▶ TASK DIRECTIONS:
In the listing below, locate the line that contains "registry is empty." and the line that contains "use super::*;". Restate word for word those two lines and every line between them, and nothing else.

====

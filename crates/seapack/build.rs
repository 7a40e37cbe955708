fn main() {
    if let Ok(target) = std::env::var("TARGET") {
        println!("cargo:rustc-env=SEAPACK_BUILD_TARGET={target}");
    }
    println!("cargo:rerun-if-env-changed=TARGET");
}
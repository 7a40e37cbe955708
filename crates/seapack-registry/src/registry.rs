use std::collections::HashMap;

use seapack_wire::{ACK_BODY_LEN, NAV_BODY_LEN, POSE_BODY_LEN};
use tracing::debug;

use crate::config::GeneralBinding;
use crate::error::{RegistryError, Result};
use crate::types::{
    Layout, PayloadType, ACK, BODY_REQUEST, NAV, POSITION_REQUEST, ROS_MESSAGE, ROS_SERVICE,
    STRING_IMAGE,
};

/// Bidirectional registry of payload types keyed by wire id, name, and
/// (for general types) external topic.
///
/// The name-id mapping is a bijection: `register` rejects any entry that
/// would reuse an id, a name, or a topic already taken.
pub struct TypeRegistry {
    by_id: HashMap<u8, PayloadType>,
    name_to_id: HashMap<String, u8>,
    topic_to_id: HashMap<String, u8>,
}

impl TypeRegistry {
    /// Create an empty registry.
    pub fn new() -> Self {
        Self {
            by_id: HashMap::new(),
            name_to_id: HashMap::new(),
            topic_to_id: HashMap::new(),
        }
    }

    /// Create a registry populated with the builtin vehicle types.
    pub fn builtin() -> Self {
        let mut registry = Self::new();
        for ty in [
            PayloadType::fixed("position_request", POSITION_REQUEST, POSE_BODY_LEN),
            PayloadType::fixed("body_request", BODY_REQUEST, POSE_BODY_LEN),
            PayloadType::fixed("nav", NAV, NAV_BODY_LEN),
            PayloadType::variable("string_image", STRING_IMAGE),
            PayloadType::fixed("ack", ACK, ACK_BODY_LEN),
            PayloadType::opaque("ros_message", ROS_MESSAGE),
            PayloadType::opaque("ros_service", ROS_SERVICE),
        ] {
            // Builtin ids and names are distinct literals; insert directly.
            registry.insert(ty);
        }
        registry
    }

    /// Register a payload type.
    ///
    /// Fails if the id, name, or topic binding is already taken. Fatal at
    /// startup; the registry is never mutated after construction.
    pub fn register(&mut self, ty: PayloadType) -> Result<()> {
        if ty.id == 0 {
            return Err(RegistryError::ReservedId);
        }
        if let Some(existing) = self.by_id.get(&ty.id) {
            return Err(RegistryError::DuplicateId {
                id: ty.id,
                name: existing.name.clone(),
            });
        }
        if self.name_to_id.contains_key(&ty.name) {
            return Err(RegistryError::DuplicateName(ty.name));
        }
        if let Some(topic) = &ty.topic {
            if self.topic_to_id.contains_key(topic) {
                return Err(RegistryError::DuplicateTopic(topic.clone()));
            }
        }

        self.insert(ty);
        Ok(())
    }

    /// Register config-supplied general types, one per binding.
    pub fn extend_from_bindings(&mut self, bindings: &[GeneralBinding]) -> Result<()> {
        for binding in bindings {
            self.register(PayloadType::bound(&binding.name, binding.id, &binding.topic))?;
            debug!(
                name = %binding.name,
                id = binding.id,
                topic = %binding.topic,
                "registered general payload binding"
            );
        }
        Ok(())
    }

    /// Resolve a payload type by wire id.
    pub fn resolve_by_id(&self, id: u8) -> Result<&PayloadType> {
        self.by_id.get(&id).ok_or(RegistryError::UnknownId(id))
    }

    /// Resolve a payload type by name.
    pub fn resolve_by_name(&self, name: &str) -> Result<&PayloadType> {
        self.name_to_id
            .get(name)
            .and_then(|id| self.by_id.get(id))
            .ok_or_else(|| RegistryError::UnknownName(name.to_string()))
    }

    /// Resolve a general payload type by its external topic binding.
    pub fn resolve_by_topic(&self, topic: &str) -> Result<&PayloadType> {
        self.topic_to_id
            .get(topic)
            .and_then(|id| self.by_id.get(id))
            .ok_or_else(|| RegistryError::UnknownTopic(topic.to_string()))
    }

    /// All registered types in wire-id order.
    pub fn types(&self) -> Vec<&PayloadType> {
        let mut types: Vec<&PayloadType> = self.by_id.values().collect();
        types.sort_unstable_by_key(|ty| ty.id);
        types
    }

    /// Number of registered types.
    pub fn len(&self) -> usize {
        self.by_id.len()
    }

    /// Whether the registry is empty.
    pub fn is_empty(&self) -> bool {
        self.by_id.is_empty()
    }

    fn insert(&mut self, ty: PayloadType) {
        self.name_to_id.insert(ty.name.clone(), ty.id);
        if let Some(topic) = &ty.topic {
            self.topic_to_id.insert(topic.clone(), ty.id);
        }
        self.by_id.insert(ty.id, ty);
    }
}

impl Default for TypeRegistry {
    fn default() -> Self {
        Self::builtin()
    }
}

#[cfg(test)]
mod tests {
    use super::*;

    #[test]
    fn builtin_ids_and_names() {
        let registry = TypeRegistry::builtin();

        assert_eq!(registry.resolve_by_name("position_request").unwrap().id, 1);
        assert_eq!(registry.resolve_by_name("body_request").unwrap().id, 2);
        assert_eq!(registry.resolve_by_name("nav").unwrap().id, 5);
        assert_eq!(registry.resolve_by_name("string_image").unwrap().id, 10);
        assert_eq!(registry.resolve_by_name("ack").unwrap().id, 32);
        assert_eq!(registry.resolve_by_name("ros_message").unwrap().id, 100);
        assert_eq!(registry.resolve_by_name("ros_service").unwrap().id, 101);
    }

    #[test]
    fn name_id_mapping_is_a_bijection() {
        let registry = TypeRegistry::builtin();

        for ty in registry.types() {
            let by_name = registry.resolve_by_name(&ty.name).unwrap();
            let by_id = registry.resolve_by_id(by_name.id).unwrap();
            assert_eq!(by_id.name, ty.name);
        }
    }

    #[test]
    fn builtin_layouts() {
        let registry = TypeRegistry::builtin();

        assert_eq!(
            registry.resolve_by_id(5).unwrap().layout,
            Layout::Fixed(NAV_BODY_LEN)
        );
        assert_eq!(registry.resolve_by_id(10).unwrap().layout, Layout::Variable);
        assert_eq!(registry.resolve_by_id(100).unwrap().layout, Layout::Opaque);
    }

    #[test]
    fn duplicate_id_rejected() {
        let mut registry = TypeRegistry::builtin();
        let err = registry
            .register(PayloadType::fixed("nav2", NAV, NAV_BODY_LEN))
            .unwrap_err();
        assert!(matches!(err, RegistryError::DuplicateId { id: 5, .. }));
    }

    #[test]
    fn duplicate_name_rejected() {
        let mut registry = TypeRegistry::builtin();
        let err = registry
            .register(PayloadType::fixed("nav", 200, NAV_BODY_LEN))
            .unwrap_err();
        assert!(matches!(err, RegistryError::DuplicateName(name) if name == "nav"));
    }

    #[test]
    fn id_zero_rejected() {
        let mut registry = TypeRegistry::new();
        let err = registry
            .register(PayloadType::opaque("zero", 0))
            .unwrap_err();
        assert!(matches!(err, RegistryError::ReservedId));
    }

    #[test]
    fn unknown_lookups() {
        let registry = TypeRegistry::builtin();

        assert!(matches!(
            registry.resolve_by_id(77),
            Err(RegistryError::UnknownId(77))
        ));
        assert!(matches!(
            registry.resolve_by_name("no_such_type"),
            Err(RegistryError::UnknownName(_))
        ));
        assert!(matches!(
            registry.resolve_by_topic("/no/topic"),
            Err(RegistryError::UnknownTopic(_))
        ));
    }

    #[test]
    fn general_bindings_extend_and_resolve_by_topic() {
        let mut registry = TypeRegistry::builtin();
        registry
            .extend_from_bindings(&[
                GeneralBinding {
                    name: "sidescan_ping".to_string(),
                    id: 110,
                    topic: "/sonar/sidescan".to_string(),
                },
                GeneralBinding {
                    name: "leak_alarm".to_string(),
                    id: 111,
                    topic: "/safety/leak".to_string(),
                },
            ])
            .unwrap();

        let ty = registry.resolve_by_topic("/sonar/sidescan").unwrap();
        assert_eq!(ty.id, 110);
        assert_eq!(ty.layout, Layout::Opaque);
        assert_eq!(registry.resolve_by_id(111).unwrap().name, "leak_alarm");
    }

    #[test]
    fn binding_colliding_with_builtin_rejected() {
        let mut registry = TypeRegistry::builtin();
        let err = registry
            .extend_from_bindings(&[GeneralBinding {
                name: "rogue".to_string(),
                id: ACK,
                topic: "/rogue".to_string(),
            }])
            .unwrap_err();
        assert!(matches!(err, RegistryError::DuplicateId { id: 32, .. }));
    }

    #[test]
    fn duplicate_topic_rejected() {
        let mut registry = TypeRegistry::builtin();
        let err = registry
            .extend_from_bindings(&[
                GeneralBinding {
                    name: "a".to_string(),
                    id: 110,
                    topic: "/shared".to_string(),
                },
                GeneralBinding {
                    name: "b".to_string(),
                    id: 111,
                    topic: "/shared".to_string(),
                },
            ])
            .unwrap_err();
        assert!(matches!(err, RegistryError::DuplicateTopic(topic) if topic == "/shared"));
    }

    #[test]
    fn types_listing_is_id_ordered() {
        let registry = TypeRegistry::builtin();
        let ids: Vec<u8> = registry.types().iter().map(|ty| ty.id).collect();
        assert_eq!(ids, vec![1, 2, 5, 10, 32, 100, 101]);
    }
}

====

▶ OUTPUT OF THE TASK:
    /// Whether the registry is empty.
    pub fn is_empty(&self) -> bool {
        self.by_id.is_empty()
    }

    fn insert(&mut self, ty: PayloadType) {
        self.name_to_id.insert(ty.name.clone(), ty.id);
        if let Some(topic) = &ty.topic {
            self.topic_to_id.insert(topic.clone(), ty.id);
        }
        self.by_id.insert(ty.id, ty);
    }
}

impl Default for TypeRegistry {
    fn default() -> Self {
        Self::builtin()
    }
}

#[cfg(test)]
mod tests {
    use super::*;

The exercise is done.